Dessin exécuté par Shanawdithit, une femme béothuke capturée en avril 1823 par des trappeurs terre-neuviens et conduit à la capitale, Saint-Jean, où elle a appris quelques mots d'anglais avant de mourir de tuberculose en 1829.

Les Canadiens tendent à avoir une vision un peu idéalisée de leur passé.

Pourtant, tout n'a pas été rose dans l'histoire canadienne, loin de là: guerres, massacres, déportations, tentatives d'assmilination, etc. Tout cela cadre bien mal avec la façon un peu angélique dont la majorité des Canadiens voient leur histoire. C'est d'autant plus vrai que la mentalité inclusiviste actuelle, basée sur l'acceptation de l'humanité dans toutes ses facettes et toutes ses différences, empêche souvent de bien comprendre comment les gens pensaient il n'y a pas si longtemps.

Il n'y a pas si longtemps, les gens voyaient les autochtones canadiens comme des 'sauvages', c'est-à-dire des être vivant dans la nature sans aucune règle sociale, sans aucune civilisation, sans aucun encadrement moral.
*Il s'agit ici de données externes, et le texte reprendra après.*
use anyhow::Result;
use clap::{Args, Parser, Subcommand};
use classroom_catalyst::{split_cards, AssetResponse};
use serde_json::Value;
use std::path::PathBuf;

#[derive(Parser)]
#[command(name = "catalystctl")]
#[command(about = "CLI for the Classroom Catalyst server")]
struct Cli {
    #[arg(short, long, default_value = "http://127.0.0.1:3000")]
    addr: String,

    /// Print the raw JSON response instead of splitting it into cards
    #[arg(long, global = true)]
    raw: bool,

    #[command(subcommand)]
    command: Commands,
}

#[derive(Subcommand)]
enum Commands {
    Health,

    Generate {
        #[arg(short, long)]
        grade: String,

        #[arg(short, long)]
        topic: String,

        #[arg(short, long, default_value = "")]
        context: String,

        #[arg(short, long, default_value = "")]
        location: String,

        /// Asset type to include; repeat for several
        #[arg(short = 'o', long = "output-type")]
        output_types: Vec<String>,

        /// Class duration in minutes
        #[arg(short, long)]
        duration: Option<u32>,

        /// Ask for a plain asset list instead of a timed lesson plan
        #[arg(long)]
        assets_only: bool,
    },

    Remix(CardArgs),

    DeeperDive(CardArgs),

    StudentReply {
        #[arg(short, long)]
        grade: String,

        #[arg(short, long)]
        question: String,

        #[arg(short, long)]
        reply: String,
    },

    /// Share a plan stored as JSON in a file
    Share {
        file: PathBuf,
    },

    GetShared {
        id: String,
    },
}

#[derive(Args)]
struct CardArgs {
    #[arg(short, long)]
    grade: String,

    #[arg(short, long)]
    topic: String,

    #[arg(short, long, default_value = "")]
    location: String,

    #[arg(long)]
    title: String,

    #[arg(long)]
    content: String,
}

impl CardArgs {
    fn to_json(&self) -> Value {
        serde_json::json!({
            "grade": self.grade,
            "topic": self.topic,
            "location": self.location,
            "cardTitle": self.title,
            "cardContent": self.content,
        })
    }
}

async fn post(client: &reqwest::Client, url: String, body: &Value) -> Result<Value> {
    let resp = client.post(url).json(body).send().await?;
    read_json(resp).await
}

async fn read_json(resp: reqwest::Response) -> Result<Value> {
    let status = resp.status();
    let body: Value = resp.json().await?;
    if !status.is_success() {
        let message = body
            .get("error")
            .and_then(|v| v.as_str())
            .unwrap_or("unknown error");
        anyhow::bail!("Server returned {}: {}", status, message);
    }
    Ok(body)
}

fn print_assets(resp: Value, raw: bool) -> Result<()> {
    if raw {
        println!("{}", serde_json::to_string_pretty(&resp)?);
        return Ok(());
    }

    let assets: AssetResponse = serde_json::from_value(resp)?;
    for (i, card) in split_cards(&assets.assets).iter().enumerate() {
        if i > 0 {
            println!("\n{}\n", "-".repeat(40));
        }
        if let Some(title) = &card.title {
            println!("== {} ==\n", title);
        }
        println!("{}", card.body);
    }
    Ok(())
}

#[tokio::main]
async fn main() -> Result<()> {
    let cli = Cli::parse();
    let client = reqwest::Client::new();
    let base_url = cli.addr.trim_end_matches('/').to_string();

    match cli.command {
        Commands::Health => {
            let resp = read_json(client.get(format!("{}/health", base_url)).send().await?).await?;
            println!("{}", serde_json::to_string_pretty(&resp)?);
        }
        Commands::Generate {
            grade,
            topic,
            context,
            location,
            output_types,
            duration,
            assets_only,
        } => {
            let body = serde_json::json!({
                "grade": grade,
                "topic": topic,
                "context": context,
                "location": location,
                "outputTypes": output_types,
                "duration": duration,
            });
            let path = if assets_only { "generate-assets" } else { "generate" };
            let resp = post(&client, format!("{}/{}", base_url, path), &body).await?;
            print_assets(resp, cli.raw)?;
        }
        Commands::Remix(card) => {
            let resp = post(&client, format!("{}/remix", base_url), &card.to_json()).await?;
            print_assets(resp, cli.raw)?;
        }
        Commands::DeeperDive(card) => {
            let resp = post(&client, format!("{}/deeper-dive", base_url), &card.to_json()).await?;
            print_assets(resp, cli.raw)?;
        }
        Commands::StudentReply {
            grade,
            question,
            reply,
        } => {
            let body = serde_json::json!({
                "grade": grade,
                "cardContent": question,
                "studentReply": reply,
            });
            let resp = post(&client, format!("{}/student-reply", base_url), &body).await?;
            print_assets(resp, cli.raw)?;
        }
        Commands::Share { file } => {
            let plan: Value = serde_json::from_str(&std::fs::read_to_string(&file)?)?;
            let body = serde_json::json!({ "plan": plan });
            let resp = post(&client, format!("{}/share", base_url), &body).await?;
            println!("{}", serde_json::to_string_pretty(&resp)?);
        }
        Commands::GetShared { id } => {
            let resp = read_json(
                client
                    .get(format!("{}/get-shared/{}", base_url, id))
                    .send()
                    .await?,
            )
            .await?;
            println!("{}", serde_json::to_string_pretty(&resp)?);
        }
    }

    Ok(())
}
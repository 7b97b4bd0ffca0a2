mod templates;

pub use templates::*;

use crate::types::*;
use thiserror::Error;

/// Template selected by the endpoint, never by request data.
#[derive(Debug, Clone, Copy, PartialEq, Eq, Hash)]
pub enum PromptVariant {
    AssetList,
    LessonPlan,
    Remix,
    DeeperDive,
    StudentReply,
}

impl PromptVariant {
    pub const ALL: [PromptVariant; 5] = [
        PromptVariant::AssetList,
        PromptVariant::LessonPlan,
        PromptVariant::Remix,
        PromptVariant::DeeperDive,
        PromptVariant::StudentReply,
    ];

    pub fn temperature(self) -> f32 {
        match self {
            PromptVariant::Remix | PromptVariant::StudentReply => 0.8,
            _ => 0.7,
        }
    }

    /// Whether the reply is expected to hold several `[CARD_BREAK]`-separated assets.
    pub fn is_multi_asset(self) -> bool {
        matches!(self, PromptVariant::AssetList | PromptVariant::LessonPlan)
    }

    pub fn name(self) -> &'static str {
        match self {
            PromptVariant::AssetList => "asset-list",
            PromptVariant::LessonPlan => "lesson-plan",
            PromptVariant::Remix => "remix",
            PromptVariant::DeeperDive => "deeper-dive",
            PromptVariant::StudentReply => "student-reply",
        }
    }
}

#[derive(Debug, Clone, PartialEq, Eq, Error)]
#[error("{0}")]
pub struct ValidationError(pub String);

/// A request payload that can be checked and turned into model instructions.
///
/// `build_prompt` assumes `validate` already passed for the same variant.
pub trait PromptSource {
    fn validate(&self, variant: PromptVariant) -> Result<(), ValidationError>;
    fn build_prompt(&self, variant: PromptVariant) -> String;
}

fn require(value: &str, field: &str) -> Result<(), ValidationError> {
    if value.trim().is_empty() {
        return Err(ValidationError(format!("Missing required field: {}.", field)));
    }
    Ok(())
}

impl PromptSource for GenerationRequest {
    fn validate(&self, variant: PromptVariant) -> Result<(), ValidationError> {
        if self.asset_types().is_empty() {
            return Err(ValidationError(
                "Please select at least one asset type (outputTypes).".to_string(),
            ));
        }

        match (variant, self.duration) {
            (PromptVariant::LessonPlan, None) => Err(ValidationError(
                "A lesson plan requires a class duration in minutes.".to_string(),
            )),
            (_, Some(0)) => Err(ValidationError(
                "The class duration must be a positive number of minutes.".to_string(),
            )),
            _ => Ok(()),
        }
    }

    fn build_prompt(&self, variant: PromptVariant) -> String {
        match (variant, self.duration) {
            (PromptVariant::LessonPlan, Some(duration)) => lesson_plan_prompt(self, duration),
            _ => asset_list_prompt(self),
        }
    }
}

impl PromptSource for CardRequest {
    fn validate(&self, _variant: PromptVariant) -> Result<(), ValidationError> {
        require(&self.card_title, "cardTitle")?;
        require(&self.card_content, "cardContent")
    }

    fn build_prompt(&self, variant: PromptVariant) -> String {
        match variant {
            PromptVariant::DeeperDive => deeper_dive_prompt(self),
            _ => remix_prompt(self),
        }
    }
}

impl PromptSource for StudentReplyRequest {
    fn validate(&self, _variant: PromptVariant) -> Result<(), ValidationError> {
        require(&self.card_content, "cardContent")?;
        require(&self.student_reply, "studentReply")
    }

    fn build_prompt(&self, _variant: PromptVariant) -> String {
        student_reply_prompt(self)
    }
}
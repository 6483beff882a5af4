//! Pure analysis over search-analytics [`Dataset`](gsclens_core::Dataset)s.
//!
//! Nothing in this crate performs I/O or returns errors: every operation
//! accepts an empty dataset and yields a zeroed or empty result, and every
//! ratio guards its denominator.

pub mod aggregate;
pub mod report;
pub mod segment;
pub mod summary;
pub mod trend;

pub use aggregate::{
    global_summary, group_and_reduce, performance_summary, ratio_ctr, top_n, AggregateRow,
    GlobalSummary, GroupBy, PerformanceSummary, SortKey, NONE_GROUP,
};
pub use report::executive_report;
pub use segment::{
    classify_branded, competitor_report, find_high_potential, find_opportunities,
    partition_opportunities, BrandSplit, CompetitorReport, KeywordMatcher, OpportunityCriteria,
    PositionBand, Segment, SegmentStats,
};
pub use summary::{
    aggregate_digest, brand_digest, competitor_digest, dataset_digest, opportunity_digest,
    trend_digest, NO_DATA,
};
pub use trend::{
    compare_periods, daily_series, daily_trend_direction, pearson, percent_change,
    recent_vs_early, Metric, RecentVsEarly, TrendDirection, TrendReading, TrendResult,
};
Il n'y a pas si longtemps, les autochtones étaient vus, présentés et perçus comme des créatures sans importance, dont la seule particularité était d'être ''dans le chemin'', d'empêcher le progrès et l'avancement de la société moderne, laquelle ne les incluaient pas, semble-t-il. Il n'y a pas si longtemps, on ne savait quoi penser des autochtones, ceux-ci ne correspondant pas aux canons de ce qui est considéré normal au Canada. Un Canadien normal, dans l'opinion publique, était blanc et anglophone. L'évolution des choses, au cours des dernières décennies, faisait en sorte qu'il pouvait aussi être francophone, mais c'était l'extrême limite de ce qui était permissible, envisageable et pensable.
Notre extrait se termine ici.